* _Work to complete_:
Pull each line holding "Warning" out of the entries below.

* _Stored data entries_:
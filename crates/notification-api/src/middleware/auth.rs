//! API Key 认证中间件
//!
//! 校验 `Authorization: Bearer <key>`，只挂在 /api/v1 路由上。

use axum::{
    body::Body,
    extract::State,
    http::{Request, header},
    middleware::Next,
    response::{IntoResponse, Response},
};
use tracing::warn;

use notification_worker::validators::validate_webhook_token;

use crate::error::ApiError;
use crate::state::AppState;

/// Webhook 令牌头
pub const WEBHOOK_TOKEN_HEADER: &str = "x-webhook-token";

/// 未配置 API Key 时放行全部请求
pub async fn api_key_auth(
    State(state): State<AppState>,
    request: Request<Body>,
    next: Next,
) -> Response {
    let Some(expected) = state.settings.api_secret_key.as_deref() else {
        return next.run(request).await;
    };

    let token = request
        .headers()
        .get(header::AUTHORIZATION)
        .and_then(|h| h.to_str().ok())
        .and_then(|h| h.strip_prefix("Bearer "));

    match token {
        Some(token) if validate_webhook_token(token, expected) => next.run(request).await,
        Some(_) => {
            warn!(path = %request.uri().path(), "API Key 无效");
            ApiError::Unauthorized("API Key 无效".to_string()).into_response()
        }
        None => ApiError::Unauthorized("缺少认证 Token".to_string()).into_response(),
    }
}
//! 消息排版
//!
//! 按排版模式生成告警、系统报告、周报等消息正文。
//! 时间戳统一为 UTC，由调用方传入以便测试固定输出。

use std::fmt::Write;

use chrono::{DateTime, Utc};

use crate::model::FormatMode;
use crate::monitoring::SystemMetrics;

const TIMESTAMP_FORMAT: &str = "%Y-%m-%d %H:%M:%S UTC";
const GIB: f64 = 1024.0 * 1024.0 * 1024.0;

/// 消息级别
#[derive(Debug, Clone, Copy, PartialEq, Eq, Default)]
pub enum Level {
    #[default]
    Info,
    Warning,
    Error,
    Success,
    Debug,
}

impl Level {
    pub fn as_str(&self) -> &'static str {
        match self {
            Self::Info => "INFO",
            Self::Warning => "WARNING",
            Self::Error => "ERROR",
            Self::Success => "SUCCESS",
            Self::Debug => "DEBUG",
        }
    }

    pub fn emoji(&self) -> &'static str {
        match self {
            Self::Info => "ℹ️",
            Self::Warning => "⚠️",
            Self::Error => "❌",
            Self::Success => "✅",
            Self::Debug => "🔍",
        }
    }
}

/// 未知级别按 INFO 处理
impl From<&str> for Level {
    fn from(value: &str) -> Self {
        match value.trim().to_ascii_uppercase().as_str() {
            "WARNING" | "WARN" => Self::Warning,
            "ERROR" => Self::Error,
            "SUCCESS" => Self::Success,
            "DEBUG" => Self::Debug,
            _ => Self::Info,
        }
    }
}

/// 转义 Markdown 标题中的控制字符
pub fn escape_markdown(text: &str) -> String {
    let mut escaped = String::with_capacity(text.len());
    for c in text.chars() {
        if matches!(c, '_' | '*' | '[' | '`') {
            escaped.push('\\');
        }
        escaped.push(c);
    }
    escaped
}

pub fn escape_html(text: &str) -> String {
    text.replace('&', "&amp;")
        .replace('<', "&lt;")
        .replace('>', "&gt;")
}

fn heading(title: &str, format: FormatMode) -> String {
    match format {
        FormatMode::Markdown => format!("*{}*", escape_markdown(title)),
        FormatMode::Html => format!("<b>{}</b>", escape_html(title)),
        FormatMode::Plain => title.to_string(),
    }
}

fn field(label: &str, value: &str, format: FormatMode) -> String {
    match format {
        FormatMode::Markdown => format!("*{label}:* {value}"),
        FormatMode::Html => format!("<b>{label}:</b> {value}"),
        FormatMode::Plain => format!("{label}: {value}"),
    }
}

fn timestamp_line(timestamp: DateTime<Utc>, format: FormatMode) -> String {
    let ts = timestamp.format(TIMESTAMP_FORMAT);
    match format {
        FormatMode::Plain => format!("Time: {ts}"),
        _ => format!("🕒 {ts}"),
    }
}

/// 标题 + 正文 + 时间戳
pub fn format_message(
    title: &str,
    body: &str,
    level: Level,
    format: FormatMode,
    timestamp: DateTime<Utc>,
) -> String {
    let head = match format {
        FormatMode::Plain => format!("[{}] {}", level.as_str(), title),
        _ => format!("{} {}", level.emoji(), heading(title, format)),
    };
    format!("{head}\n\n{body}\n\n{}", timestamp_line(timestamp, format))
}

/// 指标越过阈值的告警
pub fn format_alert(
    metric: &str,
    value: f64,
    threshold: f64,
    unit: &str,
    format: FormatMode,
    timestamp: DateTime<Utc>,
) -> String {
    let title = format!("Alert: {metric} Threshold Exceeded");
    let head = match format {
        FormatMode::Plain => title,
        _ => format!("🚨 {}", heading(&title, format)),
    };

    let mut out = head;
    out.push_str("\n\n");
    for (label, v) in [
        ("Current Value", value),
        ("Threshold", threshold),
        ("Exceeded By", value - threshold),
    ] {
        let _ = writeln!(out, "{}", field(label, &format!("{v:.1}{unit}"), format));
    }
    out.push('\n');
    out.push_str(&timestamp_line(timestamp, format));
    out
}

/// 系统状态报告
pub fn format_system_report(metrics: &SystemMetrics, format: FormatMode) -> String {
    let mut out = match format {
        FormatMode::Plain => "System Status".to_string(),
        _ => format!("🖥️ {}", heading("System Status", format)),
    };
    out.push_str("\n\n");

    let lines = [
        ("CPU Usage", format!("{:.1}%", metrics.cpu_percent)),
        (
            "Memory Usage",
            format!(
                "{:.1}% ({:.1}GB / {:.1}GB)",
                metrics.memory_percent,
                metrics.memory_used_bytes as f64 / GIB,
                metrics.memory_total_bytes as f64 / GIB
            ),
        ),
        (
            "Disk Usage",
            format!(
                "{:.1}% ({:.1}GB / {:.1}GB)",
                metrics.disk_percent,
                metrics.disk_used_bytes as f64 / GIB,
                metrics.disk_total_bytes as f64 / GIB
            ),
        ),
        (
            "Load Average",
            format!(
                "{:.2}, {:.2}, {:.2}",
                metrics.load_average[0], metrics.load_average[1], metrics.load_average[2]
            ),
        ),
    ];
    for (label, value) in lines {
        let _ = writeln!(out, "{}", field(label, &value, format));
    }
    out
}

/// 周报
pub fn format_weekly_summary(
    active_subscribers: usize,
    timestamp: DateTime<Utc>,
    format: FormatMode,
) -> String {
    let head = match format {
        FormatMode::Plain => "Weekly Summary".to_string(),
        _ => format!("📊 {}", heading("Weekly Summary", format)),
    };
    format!(
        "{head}\n\n\
         This week's highlights:\n\
         • System uptime: Good\n\
         • Notifications sent: Check logs\n\
         • Active subscribers: {active_subscribers}\n\n\
         Have a great week ahead! 🚀\n\n\
         {}",
        timestamp_line(timestamp, format)
    )
}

* _Written reply_:
    Warning,
            Self::Warning => "WARNING",
            Self::Warning => "⚠️",
            "WARNING" | "WARN" => Self::Warning,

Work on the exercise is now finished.